* [Requirement] The lines from the start of the records through the one containing "pub(crate) async fn" are to be restated word for word; please include both ends.

[Stored data]
━━━━

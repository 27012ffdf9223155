use crate::db::watcher::WatcherRepo;
use crate::db::Database;
use crate::error::{ApiError, ApiResult};
use actix_web::{web, HttpResponse};
use chrono::Utc;
use common::responses::SyncResponse;
use log::info;

pub(crate) async fn process(db: web::Data<Database>, id: web::Path<u32>) -> ApiResult<HttpResponse> {
    let id = id.into_inner();
    let count = sync_now(&db, id)?;
    info!("Watcher {} transferred {} track(s) on request", id, count);

    Ok(HttpResponse::Ok().json(SyncResponse {
        success: true,
        num_tracks_transferred: count,
    }))
}

fn sync_now(db: &Database, id: u32) -> ApiResult<usize> {
    let conn = db.conn()?;
    let watcher = WatcherRepo::new(&conn).by_id(id)?.ok_or(ApiError::NotFoundError)?;

    Ok(crate::sync::sync_watcher(&conn, &watcher, Utc::now())?)
}

#[cfg(test)]
mod tests {
    use crate::db::playlist::PlaylistRepo;
    use crate::db::watcher::WatcherRepo;
    use crate::model::playlist::PlaylistRef;
    use crate::services::test_db;
    use actix_web::http::StatusCode;
    use actix_web::test;
    use chrono::Utc;
    use common::model::watcher::SyncInterval;
    use serde_json::{json, Value};

    #[actix_web::test]
    async fn sync_transfers_and_reports_count() {
        let db = test_db();
        let id = {
            let conn = db.conn().unwrap();
            PlaylistRepo::new(&conn)
                .save(&PlaylistRef::Liked, "Liked", &["t1".to_string(), "t2".to_string()], Utc::now())
                .unwrap();
            WatcherRepo::new(&conn)
                .create(&PlaylistRef::Liked, &PlaylistRef::Id("b".into()), true, SyncInterval::Hour, Utc::now())
                .unwrap()
        };
        let app = test_app!(db.clone());

        let req = test::TestRequest::post().uri(&format!("/watchers/{id}/sync")).to_request();
        let resp = test::call_service(&app, req).await;
        assert_eq!(resp.status(), StatusCode::OK);
        let body: Value = test::read_body_json(resp).await;
        assert_eq!(body, json!({ "success": true, "num_tracks_transferred": 2 }));

        let conn = db.conn().unwrap();
        let watcher = WatcherRepo::new(&conn).by_id(id).unwrap().unwrap();
        assert!(watcher.last_sync_at.is_some());
        assert!(PlaylistRepo::new(&conn).track_ids(&PlaylistRef::Liked).unwrap().is_empty());
    }

    #[actix_web::test]
    async fn sync_unknown_watcher_is_not_found() {
        let app = test_app!(test_db());

        let req = test::TestRequest::post().uri("/watchers/5/sync").to_request();
        let resp = test::call_service(&app, req).await;

        assert_eq!(resp.status(), StatusCode::NOT_FOUND);
        let body: Value = test::read_body_json(resp).await;
        assert_eq!(body["success"], false);
    }
}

━━━━

* [Exercise solution]
repository 27012ffdf9223155
use crate::db::watcher::WatcherRepo;
use crate::db::Database;
use crate::error::{ApiError, ApiResult};
use actix_web::{web, HttpResponse};
use chrono::Utc;
use common::responses::SyncResponse;
use log::info;

pub(crate) async fn process(db: web::Data<Database>, id: web::Path<u32>) -> ApiResult<HttpResponse> {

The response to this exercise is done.